I have 600 unread PM's, and I'll be honest, I don't read them all. I noticed you PM'd me to tell me you PM'd me.  I get about 50 new PM's a day.

Since you have a Dark Tower quote in your sig , what do you need?


----------



## Emiliano (May 10, 2007)

i'll paste the pm here, 
it's useful because i wanted to talk with you before opening a thread about this, but i'm already working on it, and i will open a thread to report to all the site my news  


OLD PM TEXT
---------------------------
i have a little project that i'm not sure i can handle

just because i'm italian and i don't think that i can explain for the better my own ideas

i try to explain that to you, and if you find it interesting we could work togheter because maybe it will be interesting for a lot of people in this forum

do you rememer the old " piezo saddle " story?

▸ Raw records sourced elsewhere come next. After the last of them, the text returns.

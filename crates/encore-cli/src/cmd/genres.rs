use crate::output::{print_json, print_summary, print_table};
use encore_core::catalog::{dashboard_stats, GENRES};

pub fn run(json: bool) -> anyhow::Result<()> {
    let stats = dashboard_stats(&GENRES);
    if json {
        return print_json(&serde_json::json!({
            "genres": &GENRES[..],
            "stats": stats,
        }));
    }

    let rows = GENRES
        .iter()
        .map(|g| {
            vec![
                format!("{} {}", g.emoji, g.name),
                g.label.to_string(),
                format!("{} {}", g.day, g.time),
                g.subscribers.to_string(),
                format!("{:.1}%", g.engagement),
                format!("+{:.1}%", g.growth),
                if g.demo_available { "yes" } else { "" }.to_string(),
            ]
        })
        .collect();
    print_table(
        &["NEWSLETTER", "GENRE", "SCHEDULE", "SUBSCRIBERS", "ENGAGEMENT", "GROWTH", "DEMO"],
        rows,
    );
    println!();
    print_summary(&[
        ("Total subscribers", stats.total_subscribers.to_string()),
        ("Weekly growth", format!("{:.1}%", stats.weekly_growth)),
        ("Avg engagement", format!("{:.1}%", stats.average_engagement)),
        ("Revenue", format!("${}", stats.total_revenue)),
        ("AI confidence", format!("{:.1}%", stats.ai_confidence)),
    ]);
    Ok(())
}
use crate::validation::FieldErrors;
use thiserror::Error;

#[derive(Debug, Error)]
pub enum EncoreError {
    #[error("collection not found: {0}")]
    CollectionNotFound(String),

    #[error("row not found: {collection}/{id}")]
    RowNotFound { collection: String, id: String },

    #[error("row already exists: {collection}/{id}")]
    RowExists { collection: String, id: String },

    #[error("account already exists: {0}")]
    AccountExists(String),

    #[error("invalid status '{value}' for {kind}")]
    InvalidStatus { kind: &'static str, value: String },

    #[error("invalid sort key: {0}")]
    InvalidSortKey(String),

    #[error("invalid credentials")]
    InvalidCredentials,

    #[error("sign in required")]
    Unauthorized,

    #[error("this feature requires a {required} subscription")]
    Forbidden { required: String },

    #[error("validation failed: {0}")]
    Validation(FieldErrors),

    #[error("row store error: {0}")]
    Store(String),

    #[error("identity service error: {0}")]
    Identity(String),

    #[error(transparent)]
    Io(#[from] std::io::Error),

    #[error(transparent)]
    Yaml(#[from] serde_yaml::Error),

    #[error(transparent)]
    Json(#[from] serde_json::Error),
}

pub type Result<T> = std::result::Result<T, EncoreError>;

someone told in this forum that floyd saddle for sevenstring would be made but then noone talked about this

i noticed that one the edge pro bridge the string stand over a " sound chip " a little piece of steel
that even kevan complained about on his site

on the double edge production model this piece of
steel is exchanged for the piezo element

do you see the point?
maybe if graphtech can build an element that will fit
that kind of " chip "
every people that owns an ibanez with the newer bridge can add piezo to his/her guitar

i tryied to speak to Dave ( graphtech head ) maybe a years ago about this project, he told me to send some drawing to him to explain better but then he disappeared

i know that my english is not the best but i think that there will be a lot of people that could enjoy such ipmrovement, thinking that not only the edge pro7 uses this kind of saddles but even the 6 string version

i know and i'm sorry that older ibanez wouldn't benefit from this system, but i thought it was stilla good idea to talk about, and

if we can gather a decent number of people to request this kind of " custom salddles " maybe we could obtain to have a discount over the custom prices or even have them sold regularly

sorry for the long pm, sorry if i made you waste your time, but i really wanted to help all the sevenstringer to have a piezo in theyr axes!

------------------------------------

i actually asked graphtech about a custom quote and i'm waiting for an answer ( about minimal quantity and cost )
if they would duplicate that little piece of metal,
almoust every ibanez user could benefit from piezo sound right away

anyway

sorry if there's something very stoopid i didn't notice that makes this thing impossible, and sorry for being boring  

thanks for the help as always
i deem all the people on this forum true and badass

the adminishredder is supreme!


----------



## dpm (May 10, 2007)

That's actually a very good idea. GraphTech really should start making replacement Ibanez saddle inserts, in standard and piezo form. I have a couple of customers with string breakage problems already


----------



## yevetz (May 10, 2007)

Emiliano it's great can you PM me how you will do it maybe I can help you if I can


----------



## Emiliano (May 10, 2007)

hi there yevetz 
unfortunately i can't do it on my own
maybe someone " america side " can provide graphtech an edge pro string insert
so that they will think about it
however
i think that's better open a new thread in the pickup and gear section 
now it's a bit late for me her in my little italy

so tomorrow i'll open the new thread that will sum it up
goodnight 
and thanks for the support!


----------



## Drew (May 10, 2007)

Emiliano said:


> i think that's better open a new thread in the pickup and gear section



That's what I'd have done in the first place, to feel out support for the idea.


----------